Hormonal therapies for metastatic disease includes: Aromatase inhibitors for postmenopausal women (preferred), Tamoxifen, LHRH ± tamoxifen/ aromatase inhibitor (for premenopausal women), and Fulvestrant.

  1. Biologic therapies.  

a)      Trastusumab (Herceptin). Human epidermal growth factor receptor 2 (HER 2) is found on the cell surface of 20 to 30% of invasive breast carcinomas (47). Patients with tumors over-expressing HER2 may benefit from drugs that are targeted to this receptor. Trastusumab is a humanized antibody that targets the HER2 receptor. Tumor cells over-expressing HER2 are attacked by Trastuzumab, ultimately leading to less tumor proliferation. In the adjuvant setting, Trastuzumab combined with paclitaxel after doxorubicin and cyclophosphamide improves outcomes among women with surgically removed HER2-positive breast cancer (48, 49). The most used treatment regimen is AC→T+H: [Adriamycin (doxorubicin) + Cyclophosphamide] every 21 days for 4 cycles → Taxol (paclitaxel) every 21 days x 4 cycles + Trastuzumab (Herceptin) every 21 days for 1 year. Trastuzumab in combination with other chemotherapies was also reported in the adjuvant setting (50).  Women with metastatic breast cancer over-expressing HER2 also benefit when Herceptin is added to chemotherapy (51), hormonal therapy (52) or when given as a single agent (53). Recently, a report showed a benefit for continuing Herceptin, in women previously treated with Herceptin and progressed, together with chemotherapy. The effect on overall survival was not statistically significant, but overall response rates were more pronounced when Heceptin was continued beyond progression (54).

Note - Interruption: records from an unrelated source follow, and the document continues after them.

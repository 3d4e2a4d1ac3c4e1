//! Vulkan rendering core for the Hurdy Gurdy engine.
//!
//! This crate provides:
//! - Vulkan instance and device management
//! - GPU buffers and textures with host-mapped or staged transfers
//! - Shader (graphics/compute pipeline) objects built from SPIR-V
//! - Swapchain and frames-in-flight synchronization
//! - Image layout tracking for dynamic rendering passes
//! - Transient per-frame descriptor sets
//! - The frame driver ([`RenderContext`]) tying all of it together
//!
//! The core is single-threaded: one thread records commands and owns the
//! [`RenderContext`]. Textures carry their tracked layout in shared,
//! non-`Send` state so the type system keeps them on that thread.

/// Precondition check for API misuse.
///
/// Active in debug builds and with the `strict-asserts` feature, compiled out
/// otherwise.
macro_rules! hg_assert {
    ($cond:expr $(,)?) => {
        hg_assert!($cond, "{}", stringify!($cond))
    };
    ($cond:expr, $($arg:tt)+) => {
        if cfg!(any(debug_assertions, feature = "strict-asserts")) && !($cond) {
            let message = format!($($arg)+);
            tracing::error!("assertion failed: {message}");
            panic!("assertion failed: {message}");
        }
    };
}

pub mod buffer;
pub mod capabilities;
pub mod command;
pub mod context;
pub mod descriptors;
pub mod error;
pub mod frame;
pub mod instance;
pub mod layout;
pub mod memory;
pub mod render_pass;
pub mod shader;
pub mod shader_file;
pub mod surface;
pub mod swapchain;
pub mod sync;
pub mod texture;

pub use buffer::{Buffer, BufferUsage, MemoryType};
pub use capabilities::{GpuCapabilities, GpuVendor};
pub use context::{GpuContext, GpuContextBuilder};
pub use descriptors::{Descriptor, DescriptorKind};
pub use error::{GpuError, Result};
pub use frame::{FrameStatus, RenderContext};
pub use layout::{BarrierSpec, ImageState};
pub use render_pass::Attachment;
pub use shader::{
    ComputeShaderConfig, DescriptorBinding, Shader, ShaderConfig, VertexAttribute, VertexBinding,
};
pub use shader_file::{load_shader_file, ShaderStage};
pub use surface::SurfaceContext;
pub use swapchain::{SwapchainCommands, SwapchainImage};
pub use texture::{
    max_mip_count, texel_size, EdgeMode, Texture, TextureAspect, TextureConfig, TextureUsage,
    CUBEMAP_CROSS_CELLS,
};

/// Number of frames the CPU may record ahead of the GPU.
pub const FRAMES_IN_FLIGHT: usize = 2;
//! Vulkan instance creation.

use crate::capabilities::GpuCapabilities;
use crate::error::{GpuError, Result};
use ash::vk;
use raw_window_handle::RawDisplayHandle;
use std::ffi::{c_char, CStr, CString};

/// Validation layers to enable in debug builds.
pub fn validation_layers() -> Vec<&'static CStr> {
    vec![c"VK_LAYER_KHRONOS_validation"]
}

/// Instance extensions needed to present to the given display.
///
/// Headless contexts (no display) need no extensions at all.
pub fn required_instance_extensions(
    display: Option<RawDisplayHandle>,
) -> Result<Vec<*const c_char>> {
    #[allow(unused_mut)]
    let mut extensions = match display {
        Some(display) => ash_window::enumerate_required_extensions(display)
            .map_err(GpuError::from)?
            .to_vec(),
        None => Vec::new(),
    };

    // Required for MoltenVK
    #[cfg(target_os = "macos")]
    extensions.push(ash::khr::portability_enumeration::NAME.as_ptr());

    Ok(extensions)
}

/// Create a Vulkan instance.
///
/// # Safety
/// The entry must be a valid Vulkan entry point.
pub unsafe fn create_instance(
    entry: &ash::Entry,
    app_name: &str,
    display: Option<RawDisplayHandle>,
    enable_validation: bool,
) -> Result<ash::Instance> {
    let app_name = CString::new(app_name)
        .map_err(|e| GpuError::InvalidState(format!("Application name: {e}")))?;

    let app_info = vk::ApplicationInfo::default()
        .application_name(&app_name)
        .application_version(vk::make_api_version(0, 0, 1, 0))
        .engine_name(c"Hurdy Gurdy")
        .engine_version(vk::make_api_version(0, 0, 1, 0))
        .api_version(vk::API_VERSION_1_3);

    let extension_names = required_instance_extensions(display)?;

    let layers = if enable_validation {
        validation_layers()
    } else {
        vec![]
    };

    // Missing layers are not an error, the instance is created without them
    let available_layers = entry.enumerate_instance_layer_properties()?;
    let layers: Vec<&CStr> = layers
        .into_iter()
        .filter(|layer| {
            let found = available_layers
                .iter()
                .any(|props| CStr::from_ptr(props.layer_name.as_ptr()) == *layer);
            if !found {
                tracing::warn!("Validation layer {} not available", layer.to_string_lossy());
            }
            found
        })
        .collect();

    let layer_names: Vec<*const c_char> = layers.iter().map(|l| l.as_ptr()).collect();

    #[cfg(target_os = "macos")]
    let create_flags = vk::InstanceCreateFlags::ENUMERATE_PORTABILITY_KHR;
    #[cfg(not(target_os = "macos"))]
    let create_flags = vk::InstanceCreateFlags::empty();

    let create_info = vk::InstanceCreateInfo::default()
        .application_info(&app_info)
        .enabled_extension_names(&extension_names)
        .enabled_layer_names(&layer_names)
        .flags(create_flags);

    let instance = entry.create_instance(&create_info, None)?;

    Ok(instance)
}

/// Pick the highest scoring device that meets the requirements.
///
/// # Safety
/// The instance must be valid.
pub unsafe fn select_physical_device(
    instance: &ash::Instance,
) -> Result<(vk::PhysicalDevice, GpuCapabilities)> {
    instance
        .enumerate_physical_devices()?
        .into_iter()
        .filter_map(|device| {
            let capabilities = GpuCapabilities::query(instance, device);
            let score = capabilities.selection_score();
            tracing::debug!("Candidate GPU {}: score {score:?}", capabilities.device_name);
            score.map(|score| (score, device, capabilities))
        })
        .max_by_key(|(score, _, _)| *score)
        .map(|(_, device, capabilities)| (device, capabilities))
        .ok_or(GpuError::NoSuitableDevice)
}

b)      Lapatinib. Lapatinib (Tykerb) is a medication given as an oral pill; it is a small molecule that is absorbed through the gastrointestinal track, and arrives to all body organs including the brain (as opposed to Herceptin which do not penetrate the blood-brain brier). Lapatinib inhibit the HER2 receptor through inhibiting its intracellular (tyrosine kinase) part. Lapatinib when added to capecitabine is superior to capecitabine alone in women with HER2-positive advanced breast cancer that has progressed after treatment with regimens that included an anthracycline, a taxane, and trastuzumab (55). Recent report by Kaufman et al. showed that Lapatinib monotherapy is a potentially effective treatment for relapsed or refractory HER2+ inflammatory breast cancer (56).

c)      Bevacizumab (Avastin).  Bevacizumab is a monoclonal antibody against VEGF. Initial therapy of metastatic breast cancer with bevacizumab plus paclitaxel as compared with paclitaxel alone, increases the objective response rate but do not prolong overall survival or improve quality of life (57). Adding Avastin to capecitabine in treatment of women with metastatic breast cancer didn't resulted in prolongation of life of these patients, nor resulted in slowing of the disease progression (58).